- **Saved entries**
══════════

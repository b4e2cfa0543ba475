//! Auth command - session management.

use anyhow::{Result, bail};
use clap::{Args, Subcommand};
use console::Style;
use pawship_client::RegisterRequest;

use super::{Context, print_heading, print_json, print_success};

/// Arguments for the auth command.
#[derive(Args, Debug)]
pub struct AuthArgs {
    #[command(subcommand)]
    pub command: AuthCommand,
}

#[derive(Subcommand, Debug)]
pub enum AuthCommand {
    /// Log in with email and password
    Login {
        /// Account email
        #[arg(long)]
        email: String,

        /// Password (prompted when omitted)
        #[arg(long)]
        password: Option<String>,
    },

    /// Forget the stored session
    Logout,

    /// Show whether a session is stored
    Status,

    /// Exchange the stored refresh token for a new pair
    Refresh,

    /// Register a customer account
    Register {
        /// Display name
        #[arg(long)]
        username: String,

        /// Account email
        #[arg(long)]
        email: String,

        /// Phone number
        #[arg(long)]
        phone_number: String,

        /// Password (prompted when omitted)
        #[arg(long)]
        password: Option<String>,
    },
}

/// Run the auth command.
pub async fn run(args: AuthArgs, ctx: &Context) -> Result<()> {
    match args.command {
        AuthCommand::Login { email, password } => cmd_login(ctx, &email, password).await,
        AuthCommand::Logout => cmd_logout(ctx),
        AuthCommand::Status => cmd_status(ctx),
        AuthCommand::Refresh => cmd_refresh(ctx).await,
        AuthCommand::Register {
            username,
            email,
            phone_number,
            password,
        } => {
            let password = password_or_prompt(password)?;
            cmd_register(
                ctx,
                RegisterRequest {
                    username,
                    email,
                    phone_number,
                    password,
                },
            )
            .await
        }
    }
}

async fn cmd_login(ctx: &Context, email: &str, password: Option<String>) -> Result<()> {
    let password = password_or_prompt(password)?;
    let client = ctx.client()?;

    let tokens = client.auth().login(email, &password).await?;
    client.store_tokens(&tokens);

    if ctx.json_output {
        print_json(&serde_json::json!({
            "message": tokens.message,
            "authenticated": true
        }))?;
    } else {
        print_success(&format!("Logged in as {}", email));
        if ctx.verbose && !tokens.message.is_empty() {
            println!("{}", Style::new().dim().apply_to(&tokens.message));
        }
    }
    Ok(())
}

fn cmd_logout(ctx: &Context) -> Result<()> {
    let client = ctx.client()?;
    let was_authenticated = client.is_authenticated();
    client.auth().logout();

    if ctx.json_output {
        print_json(&serde_json::json!({ "logged_out": was_authenticated }))?;
    } else if was_authenticated {
        print_success("Session cleared");
    } else {
        println!("No stored session.");
    }
    Ok(())
}

fn cmd_status(ctx: &Context) -> Result<()> {
    let store = ctx.token_store();
    let has_access = store.get_access_token().is_some();
    let has_refresh = store.get_refresh_token().is_some();
    let token_file = pawship_config::token_file_path(&ctx.config);

    if ctx.json_output {
        return print_json(&serde_json::json!({
            "server": ctx.server_url,
            "authenticated": has_access,
            "refresh_token": has_refresh,
            "token_file": token_file,
        }));
    }

    let dim = Style::new().dim();
    print_heading("Authentication Status");
    println!("Server: {}", ctx.server_url);
    if has_access {
        println!("Session: authenticated");
        if !has_refresh {
            println!("  {}", dim.apply_to("No refresh token; the session ends when the access token expires"));
        }
    } else {
        println!("Session: not authenticated");
        println!("  Run 'pawship auth login --email <EMAIL>' to log in");
    }
    if let Some(path) = token_file {
        println!("{}", dim.apply_to(format!("Token file: {}", path.display())));
    }
    Ok(())
}

async fn cmd_refresh(ctx: &Context) -> Result<()> {
    let client = ctx.client()?;
    let Some(refresh_token) = client.token_store().get_refresh_token() else {
        bail!("Not logged in. Run 'pawship auth login' first.");
    };

    match client.auth().refresh(&refresh_token).await {
        Ok(tokens) => {
            client.store_tokens(&tokens);
            if ctx.json_output {
                print_json(&serde_json::json!({ "refreshed": true }))?;
            } else {
                print_success("Session refreshed");
            }
            Ok(())
        }
        Err(e) => {
            client.auth().logout();
            Err(e.into())
        }
    }
}

async fn cmd_register(ctx: &Context, payload: RegisterRequest) -> Result<()> {
    let client = ctx.client()?;
    let response = client.auth().register(&payload).await?;

    if ctx.json_output {
        print_json(&response)?;
    } else if response.message.is_empty() {
        print_success(&format!("Registered {}", payload.email));
    } else {
        print_success(&response.message);
    }
    Ok(())
}

fn password_or_prompt(password: Option<String>) -> Result<String> {
    match password {
        Some(password) => Ok(password),
        None => Ok(rpassword::prompt_password("Password: ")?),
    }
}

══════════

- **BRIEF**
Check every line above for the string "message", and copy the ones that have it.

- **SOLUTION FOR THIS TASK**
            "message": tokens.message,
        if ctx.verbose && !tokens.message.is_empty() {
            println!("{}", Style::new().dim().apply_to(&tokens.message));
    } else if response.message.is_empty() {
        print_success(&response.message);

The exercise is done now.